Der planungspolitische Sprecher der CDU-Rathausfraktion Hans-Martin Kessler fordert die Kasteler Ortsberiats-Mitglieder von AUF und SPD dazu auf, sich konstruktiv an der Entwicklung Kastels zu beteiligen und nicht weiter zurückschauend die eingeleiteten Verbesserungen des Kasteler Rheinuferbereichs und auf dem Hochkreisel zu konterkarieren.

“Ein erkennbar repräsentativer Stadteingang nach Kastel, ein heller, komfortabler und damit sicherer Umsteige- und Wartebereich für Busbenutzer und eine verbesserte Verkehrsführung für den Pkw-Verkehr wird ein Gewinn für alle Verkehrsteilnehmer sein. Die eingeleitete Aufwertung des gesamten Areals rund um die Reduit und den Kasteler Bahnhof werden nach Fertigstellung im Herbst auch viele Skeptiker überzeugen”, ist sich der CDU-Planungsexperte Kessler sicher.

Während die rund 25.000 Busfahrgäste, die den Hochkreisel täglich passieren, sich nach 50 Jahren Stillstand auf etwas Neues freuten, forderten die Vertreter von AUF trotz parlamentarischer Mehrheitsentscheidungen wieder den Schritt zurück in graue Vorzeiten.

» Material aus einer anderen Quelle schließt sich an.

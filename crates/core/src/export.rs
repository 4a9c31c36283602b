//! Route plan export: JSON bundle, flattened CSV and a GeoJSON map layer.

use crate::error::{Error, ErrorCode, Result};
use crate::model::{Constraints, DeliveryPoint, PointIndex, Route, RouteSummary};
use chrono::{DateTime, NaiveDate, Utc};
use routeplan_geo::{calculate_bounds, format_distance, format_time, route_color};
use serde::{Deserialize, Serialize};
use serde_json::{json, Value};
use std::path::{Path, PathBuf};
use tracing::info;

/// Supported export formats.
#[derive(Debug, Clone, Copy, PartialEq, Eq)]
pub enum ExportFormat {
    Json,
    Csv,
    GeoJson,
}

impl ExportFormat {
    /// File extension without the dot
    pub fn extension(&self) -> &'static str {
        match self {
            Self::Json => "json",
            Self::Csv => "csv",
            Self::GeoJson => "geojson",
        }
    }
}

/// Read-only view over the current plan, built at export time.
#[derive(Debug, Clone, Copy)]
pub struct ExportBundle<'a> {
    pub routes: &'a [Route],
    pub delivery_points: &'a [DeliveryPoint],
    pub constraints: &'a Constraints,
}

/// Owned form of the JSON export, for reading one back.
#[derive(Debug, Clone, PartialEq, Serialize, Deserialize)]
pub struct ExportDocument {
    pub generated_at: DateTime<Utc>,
    pub summary: RouteSummary,
    pub constraints: Constraints,
    pub routes: Vec<Route>,
    pub delivery_points: Vec<DeliveryPoint>,
}

#[derive(Serialize)]
struct JsonExport<'a> {
    generated_at: DateTime<Utc>,
    summary: RouteSummary,
    constraints: &'a Constraints,
    routes: &'a [Route],
    delivery_points: &'a [DeliveryPoint],
}

#[derive(Serialize)]
struct CsvRow<'a> {
    route_number: usize,
    stop_sequence: usize,
    delivery_id: &'a str,
    customer_name: &'a str,
    address: &'a str,
    lat: Option<f64>,
    lng: Option<f64>,
    delivery_window: &'a str,
    distance_from_previous: Option<f64>,
    route_total_distance: f64,
    route_total_time: f64,
}

const UNKNOWN_CUSTOMER: &str = "Unknown";

impl<'a> ExportBundle<'a> {
    /// Bundle the current plan.
    pub fn new(
        routes: &'a [Route],
        delivery_points: &'a [DeliveryPoint],
        constraints: &'a Constraints,
    ) -> Self {
        Self {
            routes,
            delivery_points,
            constraints,
        }
    }

    /// Totals across all routes.
    pub fn summary(&self) -> RouteSummary {
        RouteSummary::from_routes(self.routes)
    }

    /// Serialize the whole bundle, stamped with `generated_at`.
    pub fn to_json_at(&self, generated_at: DateTime<Utc>) -> Result<String> {
        let doc = JsonExport {
            generated_at,
            summary: self.summary(),
            constraints: self.constraints,
            routes: self.routes,
            delivery_points: self.delivery_points,
        };
        serde_json::to_string_pretty(&doc).map_err(|e| {
            Error::new(ErrorCode::SerializationFailed, "Failed to serialize JSON export")
                .with_source(e)
        })
    }

    /// Serialize the whole bundle, stamped with the current time.
    pub fn to_json(&self) -> Result<String> {
        self.to_json_at(Utc::now())
    }

    /// One row per (route, stop) with customer fields looked up by id.
    pub fn to_csv(&self) -> Result<String> {
        let index = PointIndex::new(self.delivery_points);
        let start = self.constraints.start_coordinate();
        let mut writer = csv::Writer::from_writer(Vec::new());

        for (route_idx, route) in self.routes.iter().enumerate() {
            for resolved in route.resolve(&index, start) {
                let point = resolved.point;
                writer.serialize(CsvRow {
                    route_number: route_idx + 1,
                    stop_sequence: resolved.sequence,
                    delivery_id: &resolved.stop.delivery_id,
                    customer_name: point.map_or(UNKNOWN_CUSTOMER, |p| p.customer_name.as_str()),
                    address: point.map_or("", |p| p.address.as_str()),
                    lat: point.map(|p| p.lat),
                    lng: point.map(|p| p.lng),
                    delivery_window: point
                        .and_then(|p| p.delivery_window.as_deref())
                        .unwrap_or(""),
                    distance_from_previous: resolved.leg_distance,
                    route_total_distance: route.total_distance,
                    route_total_time: route.estimated_time,
                })
                .map_err(csv_failure)?;
            }
        }

        let bytes = writer
            .into_inner()
            .map_err(|e| csv_failure(e.into_error().into()))?;
        String::from_utf8(bytes).map_err(|e| {
            Error::new(ErrorCode::SerializationFailed, "CSV export is not valid UTF-8").with_source(e)
        })
    }

    /// GeoJSON layer: one colored line per route and one point per delivery.
    pub fn to_geojson(&self) -> Value {
        let index = PointIndex::new(self.delivery_points);
        let bounds = calculate_bounds(self.delivery_points.iter().map(DeliveryPoint::coordinate));

        let mut stop_of: std::collections::HashMap<&str, (usize, usize)> =
            std::collections::HashMap::new();
        let mut features = Vec::new();

        for (route_idx, route) in self.routes.iter().enumerate() {
            let resolved = route.resolve(&index, self.constraints.start_coordinate());
            let coordinates: Vec<[f64; 2]> = resolved
                .iter()
                .filter_map(|r| r.point.map(|p| [p.lng, p.lat]))
                .collect();
            for r in &resolved {
                stop_of.insert(r.stop.delivery_id.as_str(), (route_idx, r.sequence));
            }

            features.push(json!({
                "type": "Feature",
                "geometry": { "type": "LineString", "coordinates": coordinates },
                "properties": {
                    "route_number": route_idx + 1,
                    "color": route_color(route_idx),
                    "stops": route.stop_count(),
                    "total_distance": route.total_distance,
                    "estimated_time": route.estimated_time,
                    "distance_label": format_distance(route.total_distance),
                    "time_label": format_time(route.estimated_time),
                    "summary": route.summary,
                }
            }));
        }

        for point in self.delivery_points {
            let assignment = stop_of.get(point.id.as_str());
            features.push(json!({
                "type": "Feature",
                "geometry": { "type": "Point", "coordinates": [point.lng, point.lat] },
                "properties": {
                    "id": point.id,
                    "customer_name": point.customer_name,
                    "address": point.address,
                    "route_number": assignment.map(|(r, _)| r + 1),
                    "stop_sequence": assignment.map(|(_, s)| *s),
                    "color": assignment.map(|(r, _)| route_color(*r)),
                }
            }));
        }

        json!({
            "type": "FeatureCollection",
            "bbox": bounds.to_bbox(),
            "features": features,
        })
    }

    /// Render the bundle in `format`.
    pub fn render(&self, format: ExportFormat) -> Result<String> {
        match format {
            ExportFormat::Json => self.to_json(),
            ExportFormat::Csv => self.to_csv(),
            ExportFormat::GeoJson => serde_json::to_string_pretty(&self.to_geojson()).map_err(|e| {
                Error::new(ErrorCode::SerializationFailed, "Failed to serialize GeoJSON export")
                    .with_source(e)
            }),
        }
    }

    /// Write `routes_<date>.<ext>` into `dir` and return its path.
    pub fn write_to_dir(&self, format: ExportFormat, dir: impl AsRef<Path>) -> Result<PathBuf> {
        let path = dir
            .as_ref()
            .join(export_file_name(format, Utc::now().date_naive()));
        self.write_to_file(format, &path)?;
        Ok(path)
    }

    /// Write the rendered bundle to `path`.
    pub fn write_to_file(&self, format: ExportFormat, path: impl AsRef<Path>) -> Result<()> {
        let path = path.as_ref();
        let contents = self.render(format)?;
        std::fs::write(path, contents).map_err(|e| {
            Error::new(
                ErrorCode::WriteFailed,
                format!("Failed to write export to {}", path.display()),
            )
            .with_source(e)
        })?;
        info!(path = %path.display(), format = format.extension(), "Exported routes");
        Ok(())
    }
}

/// `routes_<YYYY-MM-DD>.<ext>`
pub fn export_file_name(format: ExportFormat, date: NaiveDate) -> String {
    format!("routes_{}.{}", date.format("%Y-%m-%d"), format.extension())
}

fn csv_failure(err: csv::Error) -> Error {
    Error::new(ErrorCode::SerializationFailed, "Failed to write CSV export").with_source(err)
}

“Wer sich politisch festgelegt hat, ständig gegen Neuerungen zu sein, sollte sich Gedanken um seine Politikfähigkeit machen. Wer getroffene Mehrheitsentscheidungen selbst während der Umsetzung noch stoppen will, der handelt undemokratisch, finanziell verantwortungslos und gegen den Willen der Bürger.”

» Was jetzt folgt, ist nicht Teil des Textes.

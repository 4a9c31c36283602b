//! Sample data command

use super::Context;
use anyhow::Result;
use routeplan_cli::output::Status;
use routeplan_cli::progress::{finish_error, finish_success};
use routeplan_cli::table::points_table;
use routeplan_core::sample::sample_delivery_points;
use routeplan_session::Session;

/// Print the sample delivery set, from the service or the built-in copy
pub async fn run(ctx: &Context, offline: bool) -> Result<()> {
    let points = if offline {
        sample_delivery_points()
    } else {
        let mut session = Session::new(ctx.client()?);
        let spinner = ctx.spinner("Fetching sample data");
        match session.load_sample().await {
            Ok(count) => finish_success(&spinner, &format!("Fetched {count} sample points")),
            Err(e) => {
                finish_error(&spinner, "Could not fetch sample data");
                return Err(e.into());
            }
        }
        session.state().points().to_vec()
    };

    if ctx.is_json() {
        ctx.print_json(&points)?;
    } else {
        if offline {
            Status::info("Built-in sample data");
        }
        print!("{}", points_table(&points, ctx.color));
    }
    Ok(())
}
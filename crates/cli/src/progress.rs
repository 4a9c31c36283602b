//! Progress indicators
//!
//! Spinners for service calls. They draw on stderr and stay hidden when
//! stderr is not a terminal.

use indicatif::{ProgressBar, ProgressStyle};
use std::time::Duration;

/// Create a spinner for indeterminate progress
pub fn spinner(message: &str) -> ProgressBar {
    let pb = ProgressBar::new_spinner();
    pb.set_style(
        ProgressStyle::default_spinner()
            .tick_chars("⠋⠙⠹⠸⠼⠴⠦⠧⠇⠏")
            .template("{spinner:.blue} {msg} {elapsed:.dim}")
            .expect("valid spinner template"),
    );
    pb.set_message(message.to_string());
    pb.enable_steady_tick(Duration::from_millis(80));
    pb
}

/// A spinner that never draws, for machine-readable output modes
pub fn hidden() -> ProgressBar {
    ProgressBar::hidden()
}

/// Finish a spinner with a success message
pub fn finish_success(pb: &ProgressBar, message: &str) {
    pb.finish_with_message(format!("✓ {}", message));
}

/// Finish a spinner with an error message
pub fn finish_error(pb: &ProgressBar, message: &str) {
    pb.abandon_with_message(format!("✗ {}", message));
}

#[cfg(test)]
mod tests {
    use super::*;

    #[test]
    fn test_spinner_lifecycle() {
        let pb = spinner("Generating routes...");
        finish_success(&pb, "Generated 3 routes");
        assert!(pb.is_finished());
    }

    #[test]
    fn test_hidden_spinner() {
        let pb = hidden();
        assert!(pb.is_hidden());
        finish_error(&pb, "Service unavailable");
        assert!(pb.is_finished());
    }
}
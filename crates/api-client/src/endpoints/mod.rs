//! Endpoint-specific API implementations
//!
//! | Module | Route | Description |
//! |--------|-------|-------------|
//! | `health` | `GET /health` | Service availability |
//! | `sample` | `GET /get-sample-data` | Canned delivery points |
//! | `upload` | `POST /upload` | Server-side parsing of a raw file |
//! | `routes` | `POST /generate-routes` | Route optimization |

pub mod health;
pub mod routes;
pub mod sample;
pub mod upload;

pub use health::HealthApi;
pub use routes::RoutesApi;
pub use sample::SampleApi;
pub use upload::UploadApi;

use routeplan_core::model::DeliveryPoint;
use serde::Deserialize;

/// `{ "data": [...] }` envelope shared by sample and upload.
#[derive(Debug, Deserialize)]
pub(crate) struct DataEnvelope {
    #[serde(default)]
    pub data: Vec<DeliveryPoint>,
}
//! Error types for the API client

use routeplan_core::error::{Error as CoreError, ErrorCode};
use std::time::Duration;
use thiserror::Error;

/// Result type alias for API operations
pub type ApiResult<T> = Result<T, ApiError>;

/// API client errors
#[derive(Error, Debug)]
pub enum ApiError {
    /// HTTP request failed before a response arrived
    #[error("HTTP request failed: {0}")]
    Request(#[from] reqwest::Error),

    /// Response body did not match the expected shape
    #[error("Unexpected response from {endpoint}: {reason}")]
    Decode {
        /// Endpoint path
        endpoint: String,
        /// Decoder message
        reason: String,
    },

    /// Configuration error
    #[error("Configuration error: {0}")]
    Config(String),

    /// The service returned a non-2xx status
    #[error("API error ({status}): {message}")]
    ApiResponse {
        /// HTTP status code
        status: u16,
        /// Error message from the service
        message: String,
    },

    /// Request timeout
    #[error("Request timeout after {0:?}")]
    Timeout(Duration),

    /// Upload refused locally: not a `.csv` or `.json` file
    #[error("Unsupported file type: {0}")]
    UnsupportedFormat(String),

    /// Local file could not be read for upload
    #[error("Cannot read {path}: {source}")]
    File {
        /// Path that failed
        path: String,
        /// Underlying I/O error
        #[source]
        source: std::io::Error,
    },
}

impl ApiError {
    /// Create a configuration error
    pub fn config(msg: impl Into<String>) -> Self {
        Self::Config(msg.into())
    }

    /// Create an API response error
    pub fn api_response(status: u16, message: impl Into<String>) -> Self {
        Self::ApiResponse {
            status,
            message: message.into(),
        }
    }

    /// Check if this is a client error (4xx)
    #[must_use]
    pub fn is_client_error(&self) -> bool {
        matches!(self, Self::ApiResponse { status, .. } if (400..500).contains(status))
    }

    /// Check if this is a server error (5xx)
    #[must_use]
    pub fn is_server_error(&self) -> bool {
        matches!(self, Self::ApiResponse { status, .. } if *status >= 500)
    }

    /// Whether the service could not be reached at all.
    #[must_use]
    pub fn is_unreachable(&self) -> bool {
        match self {
            Self::Request(e) => e.is_connect() || e.is_timeout(),
            Self::Timeout(_) => true,
            _ => false,
        }
    }

    /// One line suitable for showing to the user.
    ///
    /// Transport detail stays in the logs.
    #[must_use]
    pub fn user_message(&self) -> String {
        match self {
            Self::Request(e) if e.is_connect() => "Could not connect to the route service".to_string(),
            Self::Request(e) if e.is_timeout() => "The route service did not respond in time".to_string(),
            Self::Request(_) => "Request to the route service failed".to_string(),
            Self::Timeout(after) => {
                format!("The route service did not respond within {}s", after.as_secs())
            }
            Self::Decode { .. } => "The route service sent an unexpected response".to_string(),
            Self::Config(msg) => format!("Invalid client configuration: {msg}"),
            Self::ApiResponse { status, message } => {
                let detail = service_detail(message);
                if detail.is_empty() {
                    format!("The route service returned an error ({status})")
                } else {
                    format!("The route service returned an error ({status}): {detail}")
                }
            }
            Self::UnsupportedFormat(name) => format!("Unsupported file type: {name}"),
            Self::File { path, .. } => format!("Could not read {path}"),
        }
    }

    fn code(&self) -> ErrorCode {
        match self {
            Self::Request(e) if e.is_timeout() => ErrorCode::Timeout,
            Self::Timeout(_) => ErrorCode::Timeout,
            Self::Request(_) => ErrorCode::ServiceUnavailable,
            Self::Decode { .. } | Self::ApiResponse { .. } => ErrorCode::BadResponse,
            Self::Config(_) => ErrorCode::ConfigError,
            Self::UnsupportedFormat(_) => ErrorCode::UnsupportedFormat,
            Self::File { .. } => ErrorCode::IoError,
        }
    }
}

/// Pull `detail` out of a FastAPI-style `{"detail": "..."}` body, else the
/// trimmed body itself.
fn service_detail(body: &str) -> String {
    let parsed = serde_json::from_str::<serde_json::Value>(body).ok();
    let detail = parsed
        .as_ref()
        .and_then(|v| v.get("detail").or_else(|| v.get("error")))
        .and_then(serde_json::Value::as_str);

    match detail {
        Some(d) => d.trim().to_string(),
        None => body.trim().chars().take(200).collect(),
    }
}

impl From<ApiError> for CoreError {
    fn from(err: ApiError) -> Self {
        if let ApiError::UnsupportedFormat(name) = &err {
            return CoreError::unsupported_format(name);
        }
        let suggestion = if err.is_unreachable() {
            Some("Check that the route service is running, then run a health check")
        } else {
            None
        };
        let mut converted = CoreError::new(err.code(), err.user_message());
        if let Some(s) = suggestion {
            converted = converted.with_suggestion(s);
        }
        converted.with_source(err)
    }
}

Diese haben nämlich im Rahmen der intensiven und langjährigen Bürgerbeteiligung zum Stadtumbau Kastel/Kostheim die Neugestaltung des Brückenkopfes dringend gefordert. “Man kann nicht ständig nach Bürgerbeteiligung rufen und sie kaltschnäuzig ignorieren, wenn es den Linken politisch nicht in den Kram passt”, kritisiert der CDU-Stadtverordnete Hans-Martin Kessler die Haltung der AKK-AUF und der Linken im Rathaus.

Kessler erinnert vor allem auch den Grünen-Stadtverodneten Maritzen (der für die AUF im Kasteler Ortsbeirat sitzt) daran, dass die Veränderungen auf dem Hochkreisel mit vehementer Unterstützung der Grünen-Fraktion beschlossen wurde. Auch die damalige SPD-Ortsvorsteherin Margot Schäfer hatte sich sachorientiert für die Maßnahme ausgesprochen.

Darüber hinaus sei die komplette Neugestaltung und verkehrliche Optimierung des Hochkreisels bereits in Gänze beauftragt. Ein Rückzug würde daher zu erheblichen Schadensersatzansprüchen gegenüber den beauftragten Firmen führen und zudem würden zwei Drittel der gesamten Bausumme, die von Land und Bund beigesteuert werden, ersatzlos verfallen. Wer so mit den Geldern der Steuerzahler umgehe, sei verantwortungslos.

Auch die Vertreter der Sozialdemokraten im Kasteler Ortsbeirat müssten sich langsam überlegen, ob sie eine Große Koalition im Wiesbadener Rathaus konstruktiv und ergebnisorientiert unterstützen wollen oder weiterhin die langjährig geübte Fundamentalopposition aus Kastel gegen das Wiesbadener Rathaus fortsetzen wollen.

“Die neue politische Situation im Rathaus scheint einzelnen Sozialdemokraten in Kastel offensichtlich noch sehr schwer zu fallen. Aber ich bin hoffnungsvoll dass sich das mit der neuen SPD-Planungsdezernentin sehr bald verbessern wird”, appelliert Kessler an die SPD-Vertreter im Wiesbadener Stadtteil Mainz-Kastel.

Die CDU begrüße den neu geschaffenen Fußgängerüberweg vom Kasteler Bahnhof zur Mainzer Straße, man freue sich auf die bereits laufenden Veränderungen auf dem Hochkreisel, das autofreie Rheinufer vor der Reduit sei ein Riesen-Gewinn für die Aufenthaltsqualität am Wasser.

“Für die CDU ist die Aufwertung der Rhein- und Mainuferbereiche ein Top-Thema bei der künftigen Entwicklung Wiesbadens und der AKK-Stadtteile und wir werden uns aktiv und engagiert dafür einsetzen, dass diese Entwicklung weiter an Fahrt aufnimmt”, so der CDU-Politiker abschließend.